Somehow it's gotten worse.

Jared Wickerham

Shane Victorino returned, and the Red Sox welcomed him back with perhaps their worst team performance of the year, falling to the Yankees in a 14 - 5 rout.

For a game that managed to last some four hours, this one was certainly over in a hurry. The Red Sox were just atrociously bad in the first few innings. Forget minor leagues, we're talking college ball. Maybe high school. Felix Doubront retired the first two batters before Xander Bogaerts booted a ground ball into center field to prolong the first. Naturally, two pitches later, Alfonso Soriano doubled to right to put the Yankees ahead 1-0.

The Red Sox managed to get Doubront back to the dugout before any more damage could be done score-wise.
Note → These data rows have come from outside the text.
//! # Trellis — Streaming Overlay Network
//!
//! Trellis carries routed multicasts to a dynamic set of peers over
//! per-RPC *sessions*. A session opens parent/child relay streams over
//! QUIC, forwards packets along a routing table, repairs around link
//! failures, and terminates cleanly — delivery semantics are
//! session-local along whatever table the caller supplies.
//!
//! ## Module Overview
//!
//! | Module | Purpose |
//! |--------------|---------|
//! | `address`    | Canonical peer identity (`scheme://host:port`) and orchestrator wrapping |
//! | `connection` | Reference-counted pool of shared QUIC connections |
//! | `packet`     | Source + destinations + opaque payload value type |
//! | `routing`    | Routing tables: flat and height-bounded tree with failure repair |
//! | `relay`      | One-hop channels: best-effort stream and acknowledged unicast |
//! | `session`    | Per-RPC participant: local delivery, forwarding, route repair |
//! | `server`     | Overlay endpoint: stream accept, handshake bootstrap, unary forwards |
//! | `rpc`        | Caller-side entry: root stream and orchestrating session |
//! | `sync`       | Block synchronization, the canonical session consumer |
//! | `messages`   | Length-prefixed bincode frames with bounded decoding |
//! | `crypto`     | Ephemeral Ed25519 TLS plumbing for the endpoint |
//! | `traffic`    | Optional packet trace sink for debugging |
//!
//! ## Environment
//!
//! - `LLVL`: log level (`trace`..`error`); unset disables logging.
//! - `CRY_LVL=warn`: warn when an internal unbounded queue backs up.
//! - `TRELLIS_TRAFFIC`: `log` (in-memory) or `print` (stdout) packet
//!   tracing.

mod address;
mod connection;
mod crypto;
mod messages;
mod packet;
mod queue;
mod relay;
mod routing;
mod rpc;
mod server;
mod session;
mod sync;
mod traffic;

pub use address::{Address, Scheme};
pub use connection::ConnectionPool;
pub use messages::{Ack, Message};
pub use packet::Packet;
pub use relay::{Relay, StreamRelay, UnicastRelay};
pub use routing::{FlatRouter, Router, Routes, RoutingTable, TreeRouter, Void, Voids};
pub use rpc::{Rpc, StreamSession};
pub use server::{Handler, Overlay};
pub use session::{Parent, Session};
pub use sync::{Blocks, Event, Link, MemoryBlocks, StateMachine, SYNC_RPC, Synchronizer};
pub use traffic::{TRAFFIC_ENV, Traffic, TrafficEvent};
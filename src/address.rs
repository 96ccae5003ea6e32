//! # Peer Addresses
//!
//! A peer is identified by its transport endpoint, written as
//! `scheme "://" host ":" port`. The serialized form is canonical: the
//! port is always explicit, so structural equality of two addresses is
//! exactly byte equality of their wire encoding.
//!
//! An address can additionally be *orchestrator-wrapped*. The wrapped
//! form marks the caller side of a protocol: it routes upward through
//! parent relays instead of through the dial-able endpoint, and it
//! displays as the underlying endpoint so that consumers see the
//! high-level source of a message rather than the hop that carried it.

use std::fmt;
use std::net::{SocketAddr, ToSocketAddrs};
use std::str::FromStr;

use anyhow::{Context, Result, anyhow};
use serde::{Deserialize, Serialize};

/// Default port applied when an `http` address omits one. `https`
/// addresses must always carry an explicit port.
const DEFAULT_HTTP_PORT: u16 = 80;

/// Transport scheme of an address. `https` connections require an
/// explicit port on the wire.
#[derive(Clone, Copy, Debug, PartialEq, Eq, Hash, Serialize, Deserialize)]
pub enum Scheme {
    Http,
    Https,
}

impl Scheme {
    fn as_str(&self) -> &'static str {
        match self {
            Scheme::Http => "http",
            Scheme::Https => "https",
        }
    }
}

/// Canonical peer identity: endpoint plus the orchestrator marker.
#[derive(Clone, Debug, PartialEq, Eq, Hash, Serialize, Deserialize)]
pub struct Address {
    scheme: Scheme,
    host: String,
    port: u16,
    orchestrator: bool,
}

impl Address {
    /// Builds a plain address from its parts.
    pub fn new(scheme: Scheme, host: impl Into<String>, port: u16) -> Self {
        Self {
            scheme,
            host: host.into(),
            port,
            orchestrator: false,
        }
    }

    pub fn scheme(&self) -> Scheme {
        self.scheme
    }

    pub fn host(&self) -> &str {
        &self.host
    }

    pub fn port(&self) -> u16 {
        self.port
    }

    /// True for the caller-side form that routing tables deliver
    /// upward instead of dialing.
    pub fn is_orchestrator(&self) -> bool {
        self.orchestrator
    }

    /// Returns the orchestrator-wrapped form of this address.
    pub fn wrap_orchestrator(&self) -> Self {
        Self {
            orchestrator: true,
            ..self.clone()
        }
    }

    /// Returns the plain endpoint underneath, dropping the marker.
    pub fn unwrap(&self) -> Self {
        Self {
            orchestrator: false,
            ..self.clone()
        }
    }

    /// Resolves the endpoint to a socket address for dialing.
    ///
    /// Orchestrator-wrapped addresses are not dial-able: they only
    /// exist as routing destinations that flow through parent relays.
    pub fn socket_addr(&self) -> Result<SocketAddr> {
        if self.orchestrator {
            return Err(anyhow!("orchestrator address {} is not dialable", self));
        }

        let endpoint = format!("{}:{}", self.host, self.port);
        if let Ok(addr) = endpoint.parse::<SocketAddr>() {
            return Ok(addr);
        }

        endpoint
            .to_socket_addrs()
            .with_context(|| format!("failed to resolve {}", endpoint))?
            .next()
            .ok_or_else(|| anyhow!("no socket address for {}", endpoint))
    }
}

impl FromStr for Address {
    type Err = anyhow::Error;

    fn from_str(s: &str) -> Result<Self> {
        let (scheme, rest) = s
            .split_once("://")
            .with_context(|| format!("address {:?} is missing a scheme", s))?;

        let scheme = match scheme {
            "http" => Scheme::Http,
            "https" => Scheme::Https,
            other => return Err(anyhow!("unrecognized scheme {:?}", other)),
        };

        if rest.is_empty() {
            return Err(anyhow!("address {:?} has an empty endpoint", s));
        }

        // IPv6 hosts are bracketed, so the port separator is the last
        // colon after the closing bracket.
        let (host, port) = match rest.rfind(':') {
            Some(idx) if !rest[idx..].contains(']') => {
                let port = rest[idx + 1..]
                    .parse::<u16>()
                    .with_context(|| format!("invalid port in address {:?}", s))?;
                (&rest[..idx], port)
            }
            _ => match scheme {
                Scheme::Http => (rest, DEFAULT_HTTP_PORT),
                Scheme::Https => {
                    return Err(anyhow!("https address {:?} requires an explicit port", s));
                }
            },
        };

        if host.is_empty() {
            return Err(anyhow!("address {:?} has an empty host", s));
        }

        Ok(Address {
            scheme,
            host: host.to_string(),
            port,
            orchestrator: false,
        })
    }
}

impl fmt::Display for Address {
    fn fmt(&self, f: &mut fmt::Formatter<'_>) -> fmt::Result {
        // The orchestrator form intentionally prints as its underlying
        // endpoint: consumers should see where a message came from, not
        // the relay mechanics.
        write!(f, "{}://{}:{}", self.scheme.as_str(), self.host, self.port)
    }
}

#[cfg(test)]
mod tests {
    use super::*;

    #[test]
    fn parse_roundtrip() {
        let addr: Address = "http://127.0.0.1:2000".parse().unwrap();
        assert_eq!(addr.scheme(), Scheme::Http);
        assert_eq!(addr.host(), "127.0.0.1");
        assert_eq!(addr.port(), 2000);
        assert_eq!(addr.to_string(), "http://127.0.0.1:2000");
    }

    #[test]
    fn http_port_defaults() {
        let addr: Address = "http://example.com".parse().unwrap();
        assert_eq!(addr.port(), 80);
        assert_eq!(addr.to_string(), "http://example.com:80");
    }

    #[test]
    fn https_requires_port() {
        assert!("https://example.com".parse::<Address>().is_err());
        let addr: Address = "https://example.com:443".parse().unwrap();
        assert_eq!(addr.port(), 443);
    }

    #[test]
    fn rejects_malformed() {
        assert!("ftp://a:1".parse::<Address>().is_err());
        assert!("127.0.0.1:2000".parse::<Address>().is_err());
        assert!("http://".parse::<Address>().is_err());
        assert!("http://host:notaport".parse::<Address>().is_err());
    }

    #[test]
    fn ipv6_host() {
        let addr: Address = "http://[::1]:2000".parse().unwrap();
        assert_eq!(addr.host(), "[::1]");
        assert_eq!(addr.port(), 2000);
        assert!(addr.socket_addr().is_ok());
    }

    #[test]
    fn equality_is_canonical() {
        let a: Address = "http://127.0.0.1:80".parse().unwrap();
        let b: Address = "http://127.0.0.1".parse().unwrap();
        assert_eq!(a, b);

        let a_bytes = bincode::serialize(&a).unwrap();
        let b_bytes = bincode::serialize(&b).unwrap();
        assert_eq!(a_bytes, b_bytes);
    }

    #[test]
    fn orchestrator_wrap_is_distinct_but_displays_inner() {
        let plain: Address = "http://127.0.0.1:2000".parse().unwrap();
        let wrapped = plain.wrap_orchestrator();

        assert_ne!(plain, wrapped);
        assert!(wrapped.is_orchestrator());
        assert_eq!(wrapped.to_string(), plain.to_string());
        assert_eq!(wrapped.unwrap(), plain);
        assert!(wrapped.socket_addr().is_err());
    }
}
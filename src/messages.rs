//! # Wire Protocol
//!
//! Everything that crosses a QUIC stream is a *frame*: a 4-byte
//! big-endian length prefix followed by a bincode body, deserialized
//! with a hard size bound so a peer cannot make us allocate
//! arbitrarily.
//!
//! | Frame | Direction | Purpose |
//! |-----------|--------------------|-------------------------------------------|
//! | `Open`    | client → server    | First frame of a relay stream; carries the handshake |
//! | `Accept`  | server → client    | Stream is bound to a session; relay may proceed |
//! | `Packet`  | either             | Routed packet riding an open stream        |
//! | `Forward` | client → server    | Unary verb: one packet, one ack            |
//! | `Ack`     | server → client    | Per-destination error report for a forward |
//! | `Error`   | server → client    | The forward could not be processed at all  |
//!
//! The handshake travels inside `Open` as opaque bytes under the
//! `handshake` field; only the routing strategy that produced it knows
//! its schema.

use anyhow::{Context, Result, bail};
use bincode::Options;
use quinn::{RecvStream, SendStream};
use serde::{Deserialize, Serialize, de::DeserializeOwned};

use crate::address::Address;
use crate::packet::Packet;

/// Maximum size of a frame body (1 MiB plus framing overhead).
/// Bounds both the read buffer and bincode's internal allocations.
pub const MAX_FRAME_SIZE: usize = 1024 * 1024 + 4096;

/// Identifier shared by every stream of one RPC call, so that all of a
/// node's inbound streams for that call bind to the same session.
pub type StreamId = [u8; 16];

/// Returns bincode options with the size limit enforced. Always used
/// for deserialization of peer-supplied bytes.
fn bincode_options() -> impl Options {
    bincode::DefaultOptions::new()
        .with_limit(MAX_FRAME_SIZE as u64)
        .with_fixint_encoding()
}

/// Deserialize with size bounds enforced.
pub fn decode_bounded<T: DeserializeOwned>(bytes: &[u8]) -> Result<T> {
    bincode_options()
        .deserialize(bytes)
        .context("malformed frame body")
}

pub fn encode<T: Serialize>(value: &T) -> Result<Vec<u8>> {
    bincode::serialize(value).context("failed to serialize")
}

/// A payload that a session can send. Serialization happens exactly
/// once per send, before any leg leaves the node.
pub trait Message: Send + Sync {
    fn encode(&self) -> Result<Vec<u8>>;
}

/// Metadata opening a relay stream: which RPC it belongs to, which
/// call instance, who is on the other end, and the routing handshake.
#[derive(Clone, Debug, Serialize, Deserialize)]
pub struct StreamHeader {
    pub uri: String,
    pub stream_id: StreamId,
    pub gateway: Address,
    pub handshake: Vec<u8>,
}

/// Unary forward of a single packet, acknowledged per destination.
#[derive(Clone, Debug, Serialize, Deserialize)]
pub struct ForwardRequest {
    pub uri: String,
    pub stream_id: StreamId,
    pub from: Address,
    pub packet: Packet,
}

/// Best-effort error report: zero or more failed destinations.
#[derive(Clone, Debug, Default, Serialize, Deserialize)]
pub struct Ack {
    pub errors: Vec<String>,
}

#[derive(Clone, Debug, Serialize, Deserialize)]
pub enum Frame {
    Open(StreamHeader),
    Accept,
    Packet(Packet),
    Forward(ForwardRequest),
    Ack(Ack),
    Error { message: String },
}

/// Writes one length-prefixed frame.
pub(crate) async fn write_frame(stream: &mut SendStream, frame: &Frame) -> Result<()> {
    let body = encode(frame)?;
    if body.len() > MAX_FRAME_SIZE {
        bail!("frame too large: {} bytes (max {})", body.len(), MAX_FRAME_SIZE);
    }

    let len = body.len() as u32;
    stream.write_all(&len.to_be_bytes()).await?;
    stream.write_all(&body).await?;

    Ok(())
}

/// Reads one frame, returning `None` on an orderly end of stream and
/// an error on transport failure or a bogus frame.
pub(crate) async fn read_frame(stream: &mut RecvStream) -> Result<Option<Frame>> {
    let mut len_buf = [0u8; 4];
    match stream.read_exact(&mut len_buf).await {
        Ok(()) => {}
        Err(quinn::ReadExactError::FinishedEarly(0)) => return Ok(None),
        Err(quinn::ReadExactError::ReadError(err)) if is_orderly(&err) => return Ok(None),
        Err(err) => return Err(err).context("failed to read frame header"),
    }

    let len = u32::from_be_bytes(len_buf) as usize;
    if len > MAX_FRAME_SIZE {
        bail!("peer sent oversized frame: {} bytes (max {})", len, MAX_FRAME_SIZE);
    }

    let mut body = vec![0u8; len];
    stream
        .read_exact(&mut body)
        .await
        .context("failed to read frame body")?;

    Ok(Some(decode_bounded(&body)?))
}

/// Stream endings that count as a deliberate shutdown by either side
/// rather than a failure: a plain reset, or the shared connection
/// being returned to the pool.
fn is_orderly(err: &quinn::ReadError) -> bool {
    use quinn::{ConnectionError, ReadError};

    match err {
        ReadError::Reset(code) => *code == quinn::VarInt::from_u32(0),
        ReadError::ConnectionLost(ConnectionError::ApplicationClosed(close)) => {
            close.error_code == quinn::VarInt::from_u32(0)
        }
        ReadError::ConnectionLost(ConnectionError::LocallyClosed) => true,
        _ => false,
    }
}
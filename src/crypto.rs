//! TLS plumbing for the overlay endpoint.
//!
//! Every node generates an ephemeral Ed25519 keypair and a self-signed
//! certificate at bind time. Trust is anchored in addresses, not in
//! certificate chains: the verifiers only insist that the peer
//! presents a well-formed Ed25519 certificate, which gives the QUIC
//! connections channel encryption without any PKI. The ALPN tag keeps
//! foreign protocols from accidentally connecting.

use std::sync::Arc;

use anyhow::{Context, Result};
use ed25519_dalek::SigningKey;
use quinn::ClientConfig;
use rand::rngs::OsRng;
use rustls::pki_types::{CertificateDer, PrivateKeyDer, PrivatePkcs8KeyDer};

/// Lazily-initialized crypto provider for rustls, backed by ring.
static CRYPTO_PROVIDER: std::sync::LazyLock<Arc<rustls::crypto::CryptoProvider>> =
    std::sync::LazyLock::new(|| Arc::new(rustls::crypto::ring::default_provider()));

/// ALPN protocol identifier for every overlay connection.
pub const ALPN: &[u8] = b"trellis";

/// Generates a fresh Ed25519 keypair and the matching self-signed
/// certificate in DER form.
pub fn generate_node_cert() -> Result<(Vec<CertificateDer<'static>>, PrivateKeyDer<'static>)> {
    let signing_key = SigningKey::generate(&mut OsRng);
    let secret_key = signing_key.to_bytes();
    let public_key = signing_key.verifying_key().to_bytes();

    // Minimal PKCS#8 v1 wrapping of the raw Ed25519 seed.
    const ED25519_OID: [u8; 5] = [0x06, 0x03, 0x2b, 0x65, 0x70];
    const PKCS8_VERSION: [u8; 3] = [0x02, 0x01, 0x00];

    let mut pkcs8 = Vec::with_capacity(48);
    pkcs8.extend_from_slice(&[0x30, 0x2e]);
    pkcs8.extend_from_slice(&PKCS8_VERSION);
    pkcs8.extend_from_slice(&[0x30, 0x05]);
    pkcs8.extend_from_slice(&ED25519_OID);
    pkcs8.extend_from_slice(&[0x04, 0x22, 0x04, 0x20]);
    pkcs8.extend_from_slice(&secret_key);

    let pkcs8_der = PrivatePkcs8KeyDer::from(pkcs8.clone());
    let key_pair = rcgen::KeyPair::try_from(&pkcs8_der)
        .context("failed to create Ed25519 key pair for certificate")?;

    let mut params = rcgen::CertificateParams::new(vec!["trellis".to_string()])
        .context("failed to create certificate params")?;

    params.distinguished_name.push(
        rcgen::DnType::CommonName,
        rcgen::DnValue::Utf8String(hex::encode(public_key)),
    );

    let cert = params
        .self_signed(&key_pair)
        .context("failed to generate self-signed Ed25519 certificate")?;

    let key = PrivateKeyDer::Pkcs8(pkcs8.into());
    let cert_der = CertificateDer::from(cert.der().to_vec());

    Ok((vec![cert_der], key))
}

pub fn create_server_config(
    certs: Vec<CertificateDer<'static>>,
    key: PrivateKeyDer<'static>,
) -> Result<quinn::ServerConfig> {
    let mut server_crypto = rustls::ServerConfig::builder()
        .with_no_client_auth()
        .with_single_cert(certs, key)
        .context("failed to create server TLS config")?;
    server_crypto.alpn_protocols = vec![ALPN.to_vec()];

    let mut server_config = quinn::ServerConfig::with_crypto(Arc::new(
        quinn::crypto::rustls::QuicServerConfig::try_from(server_crypto)
            .context("failed to create QUIC server config")?,
    ));

    let transport_config = Arc::get_mut(&mut server_config.transport)
        .expect("transport config should be exclusively owned immediately after creation");
    transport_config.max_idle_timeout(Some(
        std::time::Duration::from_secs(60)
            .try_into()
            .expect("60 seconds is a valid VarInt duration"),
    ));
    transport_config.max_concurrent_bidi_streams(256u32.into());

    Ok(server_config)
}

pub fn create_client_config(
    certs: Vec<CertificateDer<'static>>,
    key: PrivateKeyDer<'static>,
) -> Result<ClientConfig> {
    let mut client_crypto = rustls::ClientConfig::builder()
        .dangerous()
        .with_custom_certificate_verifier(Arc::new(Ed25519CertVerifier))
        .with_client_auth_cert(certs, key)
        .context("failed to create client TLS config")?;
    client_crypto.alpn_protocols = vec![ALPN.to_vec()];

    let mut client_config = ClientConfig::new(Arc::new(
        quinn::crypto::rustls::QuicClientConfig::try_from(client_crypto)
            .context("failed to create QUIC client config")?,
    ));

    // Bound dials to unresponsive peers while keep-alives protect
    // long-lived quiet streams from the same timer.
    let mut transport = quinn::TransportConfig::default();
    transport.max_idle_timeout(Some(
        std::time::Duration::from_secs(15)
            .try_into()
            .expect("15 seconds is a valid VarInt duration"),
    ));
    transport.keep_alive_interval(Some(std::time::Duration::from_secs(5)));
    client_config.transport_config(Arc::new(transport));

    Ok(client_config)
}

fn extract_public_key_from_cert(cert_der: &[u8]) -> Option<[u8; 32]> {
    use x509_parser::prelude::*;

    let (_, cert) = X509Certificate::from_der(cert_der).ok()?;

    let spki = cert.public_key();
    let key_bytes = &spki.subject_public_key.data;

    if key_bytes.len() == 32 {
        let mut key = [0u8; 32];
        key.copy_from_slice(key_bytes);
        Some(key)
    } else {
        None
    }
}

/// Accepts any well-formed self-signed Ed25519 certificate. Peer
/// authenticity is address-based in this overlay; TLS provides the
/// encrypted channel.
#[derive(Debug)]
struct Ed25519CertVerifier;

impl rustls::client::danger::ServerCertVerifier for Ed25519CertVerifier {
    fn verify_server_cert(
        &self,
        end_entity: &CertificateDer<'_>,
        _intermediates: &[CertificateDer<'_>],
        _server_name: &rustls::pki_types::ServerName<'_>,
        _ocsp_response: &[u8],
        _now: rustls::pki_types::UnixTime,
    ) -> Result<rustls::client::danger::ServerCertVerified, rustls::Error> {
        extract_public_key_from_cert(end_entity.as_ref()).ok_or(
            rustls::Error::InvalidCertificate(rustls::CertificateError::BadEncoding),
        )?;

        Ok(rustls::client::danger::ServerCertVerified::assertion())
    }

    fn verify_tls12_signature(
        &self,
        message: &[u8],
        cert: &CertificateDer<'_>,
        dss: &rustls::DigitallySignedStruct,
    ) -> Result<rustls::client::danger::HandshakeSignatureValid, rustls::Error> {
        rustls::crypto::verify_tls12_signature(
            message,
            cert,
            dss,
            &CRYPTO_PROVIDER.signature_verification_algorithms,
        )
    }

    fn verify_tls13_signature(
        &self,
        message: &[u8],
        cert: &CertificateDer<'_>,
        dss: &rustls::DigitallySignedStruct,
    ) -> Result<rustls::client::danger::HandshakeSignatureValid, rustls::Error> {
        rustls::crypto::verify_tls13_signature(
            message,
            cert,
            dss,
            &CRYPTO_PROVIDER.signature_verification_algorithms,
        )
    }

    fn supported_verify_schemes(&self) -> Vec<rustls::SignatureScheme> {
        vec![rustls::SignatureScheme::ED25519]
    }
}

#[cfg(test)]
mod tests {
    use super::*;

    #[test]
    fn certificate_carries_ed25519_key() {
        let (certs, _key) = generate_node_cert().expect("cert generation must succeed");
        let public_key = extract_public_key_from_cert(certs[0].as_ref())
            .expect("public key extraction must succeed");
        assert_eq!(public_key.len(), 32);
    }

    #[test]
    fn distinct_nodes_get_distinct_keys() {
        let (a, _) = generate_node_cert().unwrap();
        let (b, _) = generate_node_cert().unwrap();

        let pk_a = extract_public_key_from_cert(a[0].as_ref()).unwrap();
        let pk_b = extract_public_key_from_cert(b[0].as_ref()).unwrap();
        assert_ne!(pk_a, pk_b);
    }

    #[test]
    fn configs_build() {
        let (certs, key) = generate_node_cert().unwrap();
        let (certs2, key2) = generate_node_cert().unwrap();
        assert!(create_server_config(certs, key).is_ok());
        assert!(create_client_config(certs2, key2).is_ok());
    }
}
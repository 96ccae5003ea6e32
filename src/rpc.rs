//! Client side of an RPC: opening the root stream of a call.
//!
//! The orchestrator of a protocol is not a server. Its session lives
//! under the orchestrator-wrapped form of the node address, and its
//! single parent is the stream relay to the first player: that stream
//! bootstraps a session over there, serves as the liveness signal for
//! the whole call, and is the path answers take to come back. Data
//! still flows through acknowledged unicast relays that the session
//! opens per next hop, exactly as on any interior node.

use std::sync::Arc;
use std::sync::atomic::{AtomicBool, Ordering};
use std::time::Duration;

use anyhow::{Context, Result, bail};
use tokio::sync::{mpsc, oneshot};
use tracing::debug;

use crate::address::Address;
use crate::connection::ConnectionPool;
use crate::messages::{self, Frame, Message, StreamHeader, StreamId};
use crate::relay::{Relay, StreamRelay};
use crate::server::{Handler, Overlay};
use crate::session::Session;

/// Bound on the root stream setup: dial plus the accept round trip.
const STREAM_SETUP_TIMEOUT: Duration = Duration::from_secs(10);

impl Overlay {
    /// Registers `handler` under `name` and returns the caller-side
    /// handle for that RPC.
    pub fn make_rpc(&self, name: &str, handler: Arc<dyn Handler>) -> Result<Rpc> {
        self.register_handler(name, handler)?;

        Ok(Rpc {
            overlay: self.clone(),
            uri: name.to_string(),
        })
    }
}

/// Caller-side handle for one registered RPC.
#[derive(Clone)]
pub struct Rpc {
    overlay: Overlay,
    uri: String,
}

impl Rpc {
    /// Opens a stream of this RPC against `players` and returns the
    /// orchestrating session. The first player carries the root
    /// stream; every player is reachable through the routing table the
    /// overlay's router builds for this call.
    pub async fn stream(&self, players: &[Address]) -> Result<StreamSession> {
        if players.is_empty() {
            bail!("stream requires at least one player");
        }

        let me = self.overlay.local_addr().wrap_orchestrator();
        let table = self.overlay.router().new_table(me.clone(), players.to_vec());
        let stream_id: StreamId = rand::random();

        let session = Session::new(
            me.clone(),
            self.uri.clone(),
            stream_id,
            self.overlay.pool().clone(),
        );

        let gateway = players[0].clone();
        let handshake = table
            .prepare_handshake_for(&gateway)
            .context("failed to serialize handshake")?;

        let pool = self.overlay.pool().clone();
        let conn = pool
            .acquire(&gateway)
            .await
            .context("failed to dial the first player")?;

        let opened = tokio::time::timeout(STREAM_SETUP_TIMEOUT, async {
            let (mut send, mut recv) = conn
                .open_bi()
                .await
                .context("failed to open the root stream")?;

            let header = Frame::Open(StreamHeader {
                uri: self.uri.clone(),
                stream_id,
                // The plain endpoint, so the first player keeps this
                // parent distinct from any relay the session opens to
                // it later.
                gateway: me.unwrap(),
                handshake,
            });
            messages::write_frame(&mut send, &header).await?;

            match messages::read_frame(&mut recv).await? {
                Some(Frame::Accept) => Ok((send, recv)),
                Some(Frame::Error { message }) => bail!("stream rejected: {}", message),
                Some(other) => bail!("unexpected frame during stream setup: {:?}", other),
                None => bail!("stream closed before acceptance"),
            }
        })
        .await
        .context("timed out opening the root stream");

        let (send, recv) = match opened.and_then(|r| r) {
            Ok(streams) => streams,
            Err(err) => {
                pool.release(&gateway).await;
                return Err(err);
            }
        };

        let relay = Arc::new(StreamRelay::new(gateway.clone(), send));

        let (ready_tx, ready_rx) = oneshot::channel();
        let listen_session = session.clone();
        let listen_relay: Arc<dyn Relay> = relay.clone();
        let listen_table = table;
        tokio::spawn(async move {
            listen_session
                .listen(listen_relay, listen_table, recv, ready_tx)
                .await;
        });
        let _ = ready_rx.await;

        debug!(uri = %self.uri, gateway = %gateway, "rpc stream opened");

        Ok(StreamSession {
            session,
            gateway,
            pool,
            relay,
            closed: AtomicBool::new(false),
        })
    }
}

/// An open RPC stream held by the orchestrator. Closing it winds the
/// session down and releases the root connection.
pub struct StreamSession {
    session: Session,
    gateway: Address,
    pool: ConnectionPool,
    relay: Arc<StreamRelay>,
    closed: AtomicBool,
}

impl StreamSession {
    pub fn session(&self) -> &Session {
        &self.session
    }

    pub async fn send(
        &self,
        msg: &dyn Message,
        addrs: &[Address],
    ) -> mpsc::UnboundedReceiver<anyhow::Error> {
        self.session.send(msg, addrs).await
    }

    pub async fn recv(&self) -> Result<(Address, Vec<u8>)> {
        self.session.recv().await
    }

    /// Ends the call: half-closes the root stream so the first player
    /// winds down, waits for the session to go quiescent, and releases
    /// the root connection. Idempotent.
    pub async fn close(&self) {
        if self.closed.swap(true, Ordering::SeqCst) {
            self.session.close().await;
            return;
        }

        let _ = self.relay.close().await;
        self.session.close().await;
        self.pool.release(&self.gateway).await;
    }
}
But any hope that Doubront could build momentum from there was quickly dashed in the top of the second when Dustin Pedroia fumbled the ball in attempting to turn a double play. It was one of those plays that would have been an out every time but for the strange new transfer rule, but that came as little solace to Doubront, who saw the chance for two outs and empty bases turn into two men on with nobody out. Yangervis Solarte followed up with a double, and one wild pitch later (David Ross was doing his best A.J. Pierzynski impersonation behind the plate, not really managing to corral any misplaced pitches) the score was 4-0.

It only got worse. After surrendering a solo shot to Mark Teixeira in the top of the third, Doubront himself joined the error party by misplaying a ground ball from Brett Gardner, who immediately proceeded to steal second and third off the inattentive southpaw. By the time that frame was over, it was 7-0 and fans around Boston were switching permanently over to the Bruins.

Sure, the Red Sox got a few runs back before all was said and done, but this game wasn't at all like one of those comeback attempts against the Orioles. It was all Yankees, all the time, the Red Sox repaying the blunder-filled performance New York put on Wednesday night tenfold.  By the end of the night, Mike Carp was throwing knuckleballs. Poorly, yes, but unlike the rest of the team tonight, he at least has an excuse.

There is nothing good to be said about tonight. Nothing at all. Five errors, a pitching meltdown, offense that only arrived when the Yankees were basically ready to go home. It is a new low in a season that, for being less than four weeks old, has already had quite a few of them.